───── DATASET EXCERPTS ─────

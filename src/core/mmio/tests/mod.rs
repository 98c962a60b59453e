// SPDX-License-Identifier: Apache-2.0
// Copyright 2025 itsakeyfut

//! Register window tests
//!
//! - `window`: Access validation shared by all windows
//! - `tlmm`: Simulated TLMM block behavior
//! - `devmem`: File-backed mapper

use super::*;
// SPDX-License-Identifier: Apache-2.0
// Copyright 2025 itsakeyfut
//
// Licensed under the Apache License, Version 2.0 (the "License");
// you may not use this file except in compliance with the License.
// You may obtain a copy of the License at
//
//     http://www.apache.org/licenses/LICENSE-2.0
//
// Unless required by applicable law or agreed to in writing, software
// distributed under the License is distributed on an "AS IS" BASIS,
// WITHOUT WARRANTIES OR CONDITIONS OF ANY KIND, either express or implied.
// See the License for the specific language governing permissions and
// limitations under the License.

//! ClearPad bus transport
//!
//! Synaptics ClearPad controllers expose a 16-bit register address space.
//! The high byte selects a page, the low byte a register inside it. The page
//! is latched by writing the page number to register `0xFF`, after which all
//! transfers hit that page until it is changed again.
//!
//! ## Address Layout
//!
//! ```text
//! 15             8 7              0
//! +---------------+---------------+
//! |     page      |   register    |
//! +---------------+---------------+
//! ```
//!
//! ## Bus Operations
//!
//! The core touch driver talks to the controller only through
//! [`ClearpadBus`], so the same driver runs over any transport that
//! implements it. [`ClearpadI2c`] is the I2C implementation.
//!
//! | Operation     | Wire sequence                                   |
//! |---------------|-------------------------------------------------|
//! | `set_page`    | write `[0xFF, page]`                            |
//! | `read`        | SMBus block reads of up to 32 bytes per chunk   |
//! | `write`       | one SMBus byte write per register               |
//! | `read_block`  | write `[reg]`, then one plain read              |
//! | `write_block` | write `[reg, data...]` in one transfer          |

mod transport;

#[cfg(test)]
mod tests;

pub use transport::ClearpadI2c;

use crate::core::error::Result;

/// Register that latches the active page
pub const PAGE_SELECT_REGISTER: u8 = 0xFF;

/// Input subsystem bus type for I2C attached devices
pub const BUS_I2C: u16 = 0x18;

/// Name of the platform device consumed by the core touch driver
pub const CLEARPAD_NAME: &str = "clearpad";

/// Name of the I2C driver and its device id
pub const CLEARPAD_I2C_NAME: &str = "clearpad_i2c";

/// Device tree compatible string matched by the I2C driver
pub const CLEARPAD_COMPATIBLE: &str = "synaptics,clearpad";

/// Page half of a register address
///
/// # Example
///
/// ```
/// use input_shim::core::clearpad::page_of;
///
/// assert_eq!(page_of(0x04A7), 0x04);
/// ```
#[inline(always)]
pub const fn page_of(addr: u16) -> u8 {
    ((addr >> 8) & 0xFF) as u8
}

/// Register half of a register address
///
/// # Example
///
/// ```
/// use input_shim::core::clearpad::reg_of;
///
/// assert_eq!(reg_of(0x04A7), 0xA7);
/// ```
#[inline(always)]
pub const fn reg_of(addr: u16) -> u8 {
    (addr & 0xFF) as u8
}

/// Bus operations the core touch driver uses to reach the controller
///
/// All methods take `&self`: implementations are shared between the bus
/// driver and the core driver and serialize transfers internally.
///
/// Register offsets inside a transfer wrap within the 8-bit register space
/// of the addressed page; a transfer never crosses into the next page.
pub trait ClearpadBus: Send + Sync {
    /// Input subsystem bus type (`BUS_I2C` for the I2C transport)
    fn bustype(&self) -> u16;

    /// Latch `page` as the active register page
    fn set_page(&self, page: u8) -> Result<()>;

    /// Read `buf.len()` bytes starting at `addr`
    ///
    /// # Returns
    ///
    /// Bytes read. Less than `buf.len()` when the controller ended a chunk
    /// early; the remaining bytes of `buf` are left untouched.
    ///
    /// # Errors
    ///
    /// A chunk that returns zero bytes fails the read with
    /// `ShortTransfer` (`-EIO`), as does any failed transfer.
    fn read(&self, addr: u16, buf: &mut [u8]) -> Result<usize>;

    /// Write `buf` starting at `addr`
    ///
    /// # Returns
    ///
    /// Bytes written
    fn write(&self, addr: u16, buf: &[u8]) -> Result<usize>;

    /// Read `buf.len()` bytes starting at `addr` in a single transfer
    fn read_block(&self, addr: u16, buf: &mut [u8]) -> Result<usize>;

    /// Write `buf` starting at `addr` in a single transfer
    ///
    /// # Returns
    ///
    /// Payload bytes written, not counting the register byte
    fn write_block(&self, addr: u16, buf: &[u8]) -> Result<usize>;
}
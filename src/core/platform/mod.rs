// SPDX-License-Identifier: Apache-2.0
// Copyright 2025 itsakeyfut
//
// Licensed under the Apache License, Version 2.0 (the "License");
// you may not use this file except in compliance with the License.
// You may obtain a copy of the License at
//
//     http://www.apache.org/licenses/LICENSE-2.0
//
// Unless required by applicable law or agreed to in writing, software
// distributed under the License is distributed on an "AS IS" BASIS,
// WITHOUT WARRANTIES OR CONDITIONS OF ANY KIND, either express or implied.
// See the License for the specific language governing permissions and
// limitations under the License.

//! Driver-core model
//!
//! The ClearPad I2C driver lives between three kernel facilities: the I2C
//! core that matches and probes it, the device tree describing the board,
//! and the platform bus it publishes the touch device on. This module holds
//! minimal in-process models of those facilities, with exactly the contract
//! the driver relies on, plus the driver itself.
//!
//! - `devicetree`: nodes, typed properties and GPIO flags
//! - `panel`: registered display panels and active panel lookup
//! - `device`: platform devices and their registry
//! - `driver`: the ClearPad I2C driver (match, probe, remove)
//! - `i2c_core`: client declaration, driver registration, init/exit

pub mod device;
pub mod devicetree;
pub mod driver;
pub mod i2c_core;
pub mod panel;

#[cfg(test)]
mod tests;

pub use device::{DeviceHandle, PlatformBus, PlatformDevice, PLATFORM_DEVID_NONE};
pub use devicetree::{DeviceNode, GpioFlags, GpioSpec, Property};
pub use driver::{
    boxed, BoardInfo, ClearpadData, ClearpadI2cDevice, ClearpadI2cDriver, PlatformData,
    ProbeContext,
};
pub use i2c_core::{exit, init, ClientReport, I2cCore, InitMode};
pub use panel::{find_active_panel, PanelRegistry};
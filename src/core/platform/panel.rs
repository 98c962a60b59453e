// SPDX-License-Identifier: Apache-2.0
// Copyright 2025 itsakeyfut

//! Display panel lookup
//!
//! A touchscreen node lists every panel the board may ship with. Only the
//! panel whose driver actually bound is present in the registry, and the
//! touch controller follows that one.

use super::devicetree::DeviceNode;
use crate::core::error::{DriverError, Result};
use std::collections::BTreeSet;

/// Property listing candidate panels
pub const PANEL_PROPERTY: &str = "panel";

/// Set of display panels registered by their drivers
#[derive(Debug, Clone, Default)]
pub struct PanelRegistry {
    panels: BTreeSet<String>,
}

impl PanelRegistry {
    pub fn new() -> Self {
        Self::default()
    }

    /// Register a panel node. Returns false if it was already present.
    pub fn register(&mut self, node_name: impl Into<String>) -> bool {
        self.panels.insert(node_name.into())
    }

    /// Remove a panel node. Returns false if it was not present.
    pub fn unregister(&mut self, node_name: &str) -> bool {
        self.panels.remove(node_name)
    }

    /// Look up a panel by node name
    pub fn find(&self, node_name: &str) -> Option<&str> {
        self.panels.get(node_name).map(String::as_str)
    }

    pub fn len(&self) -> usize {
        self.panels.len()
    }

    pub fn is_empty(&self) -> bool {
        self.panels.is_empty()
    }
}

/// Pick the first panel listed by `node` that is registered
///
/// # Errors
///
/// - `InvalidArgument` if the node lists no panels
/// - `NoDevice` if none of the listed panels is registered
pub fn find_active_panel(node: &DeviceNode, registry: &PanelRegistry) -> Result<String> {
    let count = node.count_phandles(PANEL_PROPERTY).unwrap_or(0);
    if count == 0 {
        return Err(DriverError::InvalidArgument(format!(
            "{}: no {} phandles",
            node.name, PANEL_PROPERTY
        )));
    }

    (0..count)
        .filter_map(|i| node.parse_phandle(PANEL_PROPERTY, i))
        .find_map(|target| registry.find(target))
        .map(str::to_string)
        .ok_or_else(|| DriverError::NoDevice(format!("{}: no registered panel", node.name)))
}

─────

→ WHAT THE TASK REQUIRES
Check which lines of the entries hold the word "single", then please give only how many there are.

→ EXERCISE ANSWER
2